Mayor Lightfoot Launches Community Wealth Building Pilot Program – chicago.gov
CHICAGO – Today, Mayor Lori E. Lightfoot, the Office of Equity and Racial Justice (OERJ), and the Department of Planning and Development (DPD) launched the Community Wealth Building Pilot, a $15 million program to create opportunities for low-income residents to build wealth through shared asset ownership. The pilot program, supported by funding from the Chicago Recovery Plan, will address access to business ownership, home ownership, land stewardship, and commercial real estate.
“The COVID-19 pandemic exposed how a lack of wealth makes residents more vulnerable to economic insecurity and instability,” said Mayor Lightfoot. “In our recovery, I am committed to piloting new and innovative models of economic development that provide more accessible and sustainable pathways for our residents to build generational wealth and stabilize their neighborhoods.”
The City of Chicago defines Community Wealth Building (CWB) as an approach to economic development that promotes the local, democratic, and shared ownership and control of community assets in order to transform our economy to be more sustainable and just.
Many of the City’s economic development initiatives aim to grow individual or household wealth, often defined as what you own minus what you owe. For many low-income and low-wealth residents in disinvested communities, building wealth through traditional models of individual asset ownership is often inaccessible. Community wealth differs in that it refers to the shared wealth of a group of households (not the sum of wealth across households). It refers to the assets a group of community members own and control together.

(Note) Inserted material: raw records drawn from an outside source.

//! Integration tests for logdoc-core, driven through the public API with
//! in-memory ports.

use std::collections::{BTreeMap, BTreeSet, HashMap};
use std::path::{Path, PathBuf};
use std::sync::{Arc, Mutex};

use logdoc_core::application::ApplicationError;
use logdoc_core::domain::{
    AttributeRule, AttributeType, ChildRule, ElementRule, RelativeRef, TRANSLATION_BUNDLE_SCHEMA,
};
use logdoc_core::prelude::*;

// ============================================================================
// Ports
// ============================================================================

#[derive(Clone, Default)]
struct MemFs {
    files: Arc<Mutex<BTreeMap<PathBuf, String>>>,
    dirs: Arc<Mutex<BTreeSet<PathBuf>>>,
}

impl MemFs {
    fn with_dir(self, path: &str) -> Self {
        let mut dirs = self.dirs.lock().unwrap();
        for a in Path::new(path).ancestors() {
            dirs.insert(a.to_path_buf());
        }
        drop(dirs);
        self
    }

    fn with_file(self, path: &str, content: &str) -> Self {
        let this = self.with_dir(Path::new(path).parent().unwrap().to_str().unwrap());
        this.files
            .lock()
            .unwrap()
            .insert(PathBuf::from(path), content.into());
        this
    }

    fn snapshot(&self) -> BTreeMap<PathBuf, String> {
        self.files.lock().unwrap().clone()
    }
}

impl Filesystem for MemFs {
    fn exists(&self, path: &Path) -> bool {
        self.is_dir(path) || self.files.lock().unwrap().contains_key(path)
    }
    fn is_dir(&self, path: &Path) -> bool {
        self.dirs.lock().unwrap().contains(path)
    }
    fn is_readable(&self, path: &Path) -> bool {
        self.is_dir(path)
    }
    fn is_writable(&self, path: &Path) -> bool {
        self.is_dir(path)
    }
    fn create_dir_all(&self, path: &Path) -> LogdocResult<()> {
        let mut dirs = self.dirs.lock().unwrap();
        for a in path.ancestors() {
            dirs.insert(a.to_path_buf());
        }
        Ok(())
    }
    fn read_to_string(&self, path: &Path) -> LogdocResult<String> {
        self.files.lock().unwrap().get(path).cloned().ok_or_else(|| {
            ApplicationError::NotFound {
                path: path.to_path_buf(),
            }
            .into()
        })
    }
    fn write_file(&self, path: &Path, content: &str) -> LogdocResult<()> {
        self.files
            .lock()
            .unwrap()
            .insert(path.to_path_buf(), content.into());
        Ok(())
    }
}

/// Canned trees keyed by file text.
#[derive(Default)]
struct CannedParser(HashMap<String, XmlElement>);

impl MarkupParser for CannedParser {
    fn parse(&self, name: &str, text: &str) -> LogdocResult<XmlDocument> {
        self.0
            .get(text)
            .cloned()
            .map(|root| XmlDocument::new(name, root))
            .ok_or_else(|| {
                ApplicationError::Parse {
                    document: name.into(),
                    reason: "unexpected text".into(),
                }
                .into()
            })
    }
}

struct NoTemplates;

impl TemplateStore for NoTemplates {
    fn load(&self, _: &RelativeRef) -> LogdocResult<Option<String>> {
        Ok(None)
    }
    fn list(&self) -> LogdocResult<Vec<String>> {
        Ok(vec![])
    }
}

/// Writes the bound parameters, plus the root definition's domain fetched
/// back through the resolver for locale artifacts.
struct ParamsEngine;

impl TemplateEngine for ParamsEngine {
    fn render(
        &self,
        template: &str,
        source: &XmlDocument,
        params: &TemplateParams,
        resolver: Arc<dyn ContentResolver>,
    ) -> LogdocResult<String> {
        let mut out = format!("// {template} ({})\n", source.root().name());
        for (k, v) in params.iter() {
            out.push_str(&format!("{k}={v}\n"));
        }
        if let Some(log_file) = params.get("log_file") {
            let log = resolver.load_document(log_file)?;
            out.push_str(&format!(
                "domain={}\n",
                log.root().attribute("domain").unwrap_or_default()
            ));
        }
        Ok(out)
    }
}

// ============================================================================
// Fixtures
// ============================================================================

fn schemas() -> SchemaSet {
    let attr = |name: &str, kind, required| AttributeRule {
        name: name.into(),
        kind,
        required,
        values: None,
    };
    let child = |name: &str| ChildRule {
        name: name.into(),
        min: 0,
        max: None,
    };
    let element = |name: &str, attributes, children| ElementRule {
        name: name.into(),
        attributes,
        children,
        text: false,
    };

    let log = Schema {
        name: "log".into(),
        root: "log".into(),
        elements: vec![
            element(
                "log",
                vec![
                    attr("domain", AttributeType::Namespace, true),
                    attr("public", AttributeType::Boolean, false),
                ],
                vec![child("translation-bundle"), child("group")],
            ),
            element(
                "translation-bundle",
                vec![attr("locale", AttributeType::Locale, true)],
                vec![],
            ),
            element(
                "group",
                vec![
                    attr("id", AttributeType::Identifier, true),
                    attr("name", AttributeType::String, true),
                ],
                vec![child("entry")],
            ),
            element("entry", vec![attr("id", AttributeType::Identifier, true)], vec![]),
        ],
    };
    let bundle = Schema {
        name: TRANSLATION_BUNDLE_SCHEMA.into(),
        root: "translation-bundle".into(),
        elements: vec![element("translation-bundle", vec![], vec![])],
    };
    SchemaSet::new(log, bundle)
}

fn group(id: &str, entries: &[&str]) -> XmlElement {
    entries.iter().fold(
        XmlElement::new("group")
            .with_attribute("id", id)
            .with_attribute("name", id),
        |g, e| g.with_child(XmlElement::new("entry").with_attribute("id", *e)),
    )
}

/// `org.znerd`, locales en_US and fr_FR, two groups with three entries.
fn znerd(public: Option<&str>) -> (MemFs, CannedParser) {
    let mut log = XmlElement::new("log").with_attribute("domain", "org.znerd");
    if let Some(p) = public {
        log.set_attribute("public", p);
    }
    let log = log
        .with_child(XmlElement::new("translation-bundle").with_attribute("locale", "en_US"))
        .with_child(XmlElement::new("translation-bundle").with_attribute("locale", "fr_FR"))
        .with_child(group("lifespan", &["1000", "1001"]))
        .with_child(group("errors", &["2000"]));

    let mut parser = CannedParser::default();
    parser.0.insert("LOG".into(), log);
    parser
        .0
        .insert("BUNDLE".into(), XmlElement::new("translation-bundle"));

    let fs = MemFs::default()
        .with_dir("/work/out")
        .with_file("/work/defs/log.xml", "LOG")
        .with_file("/work/defs/translation-bundle-en_US.xml", "BUNDLE")
        .with_file("/work/defs/translation-bundle-fr_FR.xml", "BUNDLE");
    (fs, parser)
}

fn generator(fs: &MemFs, parser: CannedParser) -> Generator {
    Generator::new(
        Arc::new(fs.clone()),
        Arc::new(parser),
        Arc::new(NoTemplates),
        Arc::new(ParamsEngine),
        Arc::new(schemas()),
    )
}

fn run(fs: &MemFs, parser: CannedParser) -> LogdocResult<GenerationReport> {
    generator(fs, parser).generate(
        Path::new("/work/defs"),
        Some(Path::new("/work/out")),
        &GenerateOptions::default(),
    )
}

// ============================================================================
// Tests
// ============================================================================

#[test]
fn znerd_scenario_produces_four_files() {
    let (fs, parser) = znerd(None);
    let report = run(&fs, parser).unwrap();

    assert_eq!(report.files.len(), 4);
    assert_eq!(report.groups, 2);
    assert_eq!(report.entries, 3);
    for file in &report.files {
        assert_eq!(file.parent(), Some(Path::new("/work/out/org/znerd")));
    }

    let files = fs.snapshot();
    let en = &files[Path::new("/work/out/org/znerd/TranslationBundle_en_US.java")];
    assert!(en.contains("(translation-bundle)"));
    assert!(en.contains("locale=en_US"));
    assert!(en.contains("domain=org.znerd"));
}

#[test]
fn repeated_runs_are_identical() {
    let (fs, parser) = znerd(Some("true"));
    run(&fs, parser).unwrap();
    let first = fs.snapshot();

    let (_, parser) = znerd(Some("true"));
    run(&fs, parser).unwrap();
    assert_eq!(first, fs.snapshot());
}

#[test]
fn public_flag_controls_access_level() {
    for (public, expected) in [
        (Some("true"), "accesslevel=public"),
        (Some("false"), "accesslevel=protected"),
        (None, "accesslevel=protected"),
    ] {
        let (fs, parser) = znerd(public);
        let report = run(&fs, parser).unwrap();
        let files = fs.snapshot();
        for path in &report.files {
            assert!(files[path].contains(expected), "{public:?} {path:?}");
        }
    }
}

#[test]
fn missing_bundle_fails_before_any_output() {
    let (fs, parser) = znerd(None);
    fs.files
        .lock()
        .unwrap()
        .remove(Path::new("/work/defs/translation-bundle-fr_FR.xml"));
    let before = fs.snapshot();

    let err = run(&fs, parser).unwrap_err();
    assert!(matches!(
        err,
        LogdocError::Application(ApplicationError::NotFound { .. })
    ));
    assert_eq!(before, fs.snapshot());
    assert!(!fs.is_dir(Path::new("/work/out/org")));
}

The City’s $15 million pilot program will invest in four specific CWB models:
- Worker Cooperative (Business Ownership) – Business owned & democratically controlled by its employees, rather than by one owner, several partners, or outside shareholders
- Limited-Equity Housing Cooperative (Home Ownership) – Housing owned & managed by a cooperative made up of low-income members who each purchase shares at below-market rates
- Community Land Trusts (Land Stewardship) – Organization governed by community owns land in perpetuity while residential and commercial tenants own or rent the structures atop the land via a 99-year ground lease
- Community Investment Vehicle (Commercial Real Estate) – a legal investment mechanism that provides collective community investment in neighborhood assets based on shared development goal(s). In its perfect form, it is majority-controlled, majority-owned and designed by residents or local members
The Community Wealth Ecosystem Building (Community WEB) Program will invest in the CWB ecosystem, the interconnected network of advisors and organizations that provide the education and technical assistance necessary to start, sustain, and scale CWB models. Grantees will provide services in one of six categories: Education & Outreach; Business Development; Legal & Governance; Financing & Fundraising; Assets & Operations; and …….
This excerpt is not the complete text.